THE REVOLUTIONARY POWER OF WOMEN'S ANGER

In this resounding polemic against political, cultural, and personal injustices in America, Traister (All the Single Ladies: Unmarried Women and the Rise of an Independent Nation, 2016, etc.) studies women’s anger as a tool for change.

Citing fury as a driving force of her journalism career, the author, a writer at large for New York magazine and contributing editor at Elle, set out to write this book as a means to convey her own rage in response to innumerable inequities. She explores how feminist outrage has been suppressed, discouraged, and deemed unattractive and crazy. With articulate vitriol backed by in-depth research, Traister validates American women’s anger as the heart of social progress and attributes its widespread denigration to the “correct understanding of those in power that in the fury of women lies the power to change the world.” Some of the major topics of these clear, blistering pages include Donald Trump and the 2016 presidential election, ongoing sexual assault scandals and the #MeToo movement, systemic racism, and the public censure of women.

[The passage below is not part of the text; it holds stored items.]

//! Weighted adjacency-list graphs and the classic algorithms over them.
//!
//! Vertices are the indices `0..order`. Each vertex keeps its outgoing
//! edges in insertion order, and every traversal visits neighbours in that
//! order, so results are deterministic. An undirected edge is stored once
//! in each endpoint's list.

mod mst;
mod shortest_path;
mod traversal;

use crate::error::{AlgoError, Result};
use std::io::{self, Write};
use tracing::{instrument, trace};

/// Outgoing half of an edge.
#[derive(Debug, Clone, Copy, PartialEq, Eq)]
pub struct Edge {
    pub to: usize,
    pub weight: i64,
}

#[derive(Debug, Clone)]
pub struct Graph {
    adjacency: Vec<Vec<Edge>>,
    /// Every edge as added, `(from, to, weight)`.
    edges: Vec<(usize, usize, i64)>,
    directed: bool,
}

impl Graph {
    pub fn new_directed(order: usize) -> Self {
        Self::with_order(order, true)
    }

    pub fn new_undirected(order: usize) -> Self {
        Self::with_order(order, false)
    }

    fn with_order(order: usize, directed: bool) -> Self {
        Self {
            adjacency: vec![Vec::new(); order],
            edges: Vec::new(),
            directed,
        }
    }

    /// Builds a graph from an edge list, failing on the first bad endpoint.
    pub fn from_edges(order: usize, directed: bool, edges: &[(usize, usize, i64)]) -> Result<Self> {
        let mut graph = Self::with_order(order, directed);
        for &(u, v, w) in edges {
            graph.add_edge(u, v, w)?;
        }
        Ok(graph)
    }

    /// Number of vertices.
    pub fn order(&self) -> usize {
        self.adjacency.len()
    }

    pub fn edge_count(&self) -> usize {
        self.edges.len()
    }

    pub fn is_directed(&self) -> bool {
        self.directed
    }

    pub fn add_edge(&mut self, u: usize, v: usize, weight: i64) -> Result<()> {
        let order = self.order();
        if let Some(vertex) = [u, v].into_iter().find(|&x| x >= order) {
            return Err(AlgoError::VertexOutOfRange { vertex, order });
        }
        trace!(u, v, weight, "adding edge");
        self.adjacency[u].push(Edge { to: v, weight });
        if !self.directed && u != v {
            self.adjacency[v].push(Edge { to: u, weight });
        }
        self.edges.push((u, v, weight));
        Ok(())
    }

    /// Outgoing edges of `vertex`; empty when out of range.
    pub fn neighbors(&self, vertex: usize) -> &[Edge] {
        self.adjacency.get(vertex).map_or(&[], Vec::as_slice)
    }

    pub fn edges(&self) -> &[(usize, usize, i64)] {
        &self.edges
    }
}

#[instrument(level = "trace", skip_all)]
pub fn demonstrate<W: Write>(out: &mut W) -> io::Result<()> {
    let road_map = [
        (0, 1, 4),
        (0, 2, 1),
        (2, 1, 2),
        (1, 3, 1),
        (2, 3, 5),
        (3, 4, 3),
    ];
    let graph = match Graph::from_edges(6, false, &road_map) {
        Ok(graph) => graph,
        Err(e) => return writeln!(out, "cannot build graph: {e}"),
    };
    writeln!(out, "undirected edges: {road_map:?} (vertex 5 isolated)")?;
    writeln!(out, "BFS from 0:           {:?}", graph.bfs(0))?;
    writeln!(out, "DFS from 0:           {:?}", graph.dfs(0))?;
    writeln!(
        out,
        "fewest hops 0 -> 4:   {:?}",
        graph.shortest_path_unweighted(0, 4)
    )?;
    writeln!(
        out,
        "components:           {:?}",
        graph.connected_components()
    )?;
    writeln!(out, "has cycle:            {}", graph.has_cycle())?;
    writeln!(out, "dijkstra from 0:      {:?}", graph.dijkstra(0))?;
    let (total, tree) = graph.kruskal_mst();
    writeln!(
        out,
        "minimum spanning forest: weight {total}, edges {tree:?}"
    )?;

    let tasks = [(5, 2, 1), (5, 0, 1), (4, 0, 1), (4, 1, 1), (2, 3, 1), (3, 1, 1)];
    let mut dag = match Graph::from_edges(6, true, &tasks) {
        Ok(graph) => graph,
        Err(e) => return writeln!(out, "cannot build graph: {e}"),
    };
    writeln!(out, "directed edges: {tasks:?}")?;
    match dag.topological_sort() {
        Ok(order) => writeln!(out, "topological order:    {order:?}")?,
        Err(e) => writeln!(out, "topological sort failed: {e}")?,
    }
    if let Err(e) = dag.add_edge(1, 5, 1) {
        writeln!(out, "add_edge failed: {e}")?;
    }
    match dag.topological_sort() {
        Ok(order) => writeln!(out, "after 1 -> 5:         {order:?}")?,
        Err(e) => writeln!(out, "after 1 -> 5:         {e}")?,
    }
    if let Err(e) = dag.add_edge(0, 9, 1) {
        writeln!(out, "add_edge(0, 9):       {e}")?;
    }

    let credit = [(0, 1, 4), (0, 2, 5), (1, 2, -3), (2, 3, 4)];
    match Graph::from_edges(4, true, &credit) {
        Ok(mut weighted) => {
            writeln!(out, "negative-weight edges: {credit:?}")?;
            match weighted.bellman_ford(0) {
                Ok(dist) => writeln!(out, "bellman-ford from 0:  {dist:?}")?,
                Err(e) => writeln!(out, "bellman-ford failed: {e}")?,
            }
            if let Err(e) = weighted.add_edge(3, 1, -2) {
                writeln!(out, "add_edge failed: {e}")?;
            }
            match weighted.bellman_ford(0) {
                Ok(dist) => writeln!(out, "after 3 -> 1 (-2):    {dist:?}")?,
                Err(e) => writeln!(out, "after 3 -> 1 (-2):    {e}")?,
            }
        }
        Err(e) => writeln!(out, "cannot build graph: {e}")?,
    }
    Ok(())
}

#[cfg(test)]
mod tests {
    use super::*;

    #[test]
    fn test_add_edge_bounds() {
        let mut graph = Graph::new_directed(3);
        assert!(graph.add_edge(0, 2, 1).is_ok());
        assert_eq!(
            graph.add_edge(1, 3, 1),
            Err(AlgoError::VertexOutOfRange { vertex: 3, order: 3 })
        );
        assert_eq!(graph.edge_count(), 1);
        assert_eq!(graph.neighbors(0), &[Edge { to: 2, weight: 1 }]);
        assert!(graph.neighbors(2).is_empty());
        assert!(graph.neighbors(7).is_empty());
    }

    #[test]
    fn test_undirected_edges_are_mirrored() {
        let graph = Graph::from_edges(3, false, &[(0, 1, 7), (2, 2, 1)]).unwrap();
        assert_eq!(graph.neighbors(1), &[Edge { to: 0, weight: 7 }]);
        // Self-loops are stored once.
        assert_eq!(graph.neighbors(2).len(), 1);
        assert!(!graph.is_directed());
    }

    #[test]
    fn test_demonstrate_output() {
        let mut out = Vec::new();
        demonstrate(&mut out).unwrap();
        let text = String::from_utf8(out).unwrap();
        assert!(text.contains("BFS from 0:           [0, 1, 2, 3, 4]"));
        assert!(text.contains("topological order:    [4, 5, 2, 0, 3, 1]"));
        assert!(
            text.contains("after 1 -> 5:         graph contains a cycle")
        );
        assert!(
            text.contains("bellman-ford from 0:  [Some(0), Some(4), Some(1), Some(5)]")
        );
    }
}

The author weaves together discussions of the long-silenced accounts from women who were molested by powerful men with the deafening calls, by women across the country, for men who’ve abused their authority to be held accountable. She draws from a staggering number of sources, ranging from dozens of newspaper articles to Abigail Adams’ 1776 warning to her own husband to pay attention to women. Traister has meticulously culled smart, timely, surprising quotations from women as well as men. The combined strength of these many individual voices and stories gives the book tremendous gravity. It is neither a witch hunt nor a call for vendettas against men. Rather, the author provides a reflective, even revolutionary reminder that women's collective capacity to catalyze change outweighs individuals' fear of backlash or turning a blind eye to ongoing subjugation. The goal is not anger for its own sake but to access, acknowledge, express, and use it to rebuild structures.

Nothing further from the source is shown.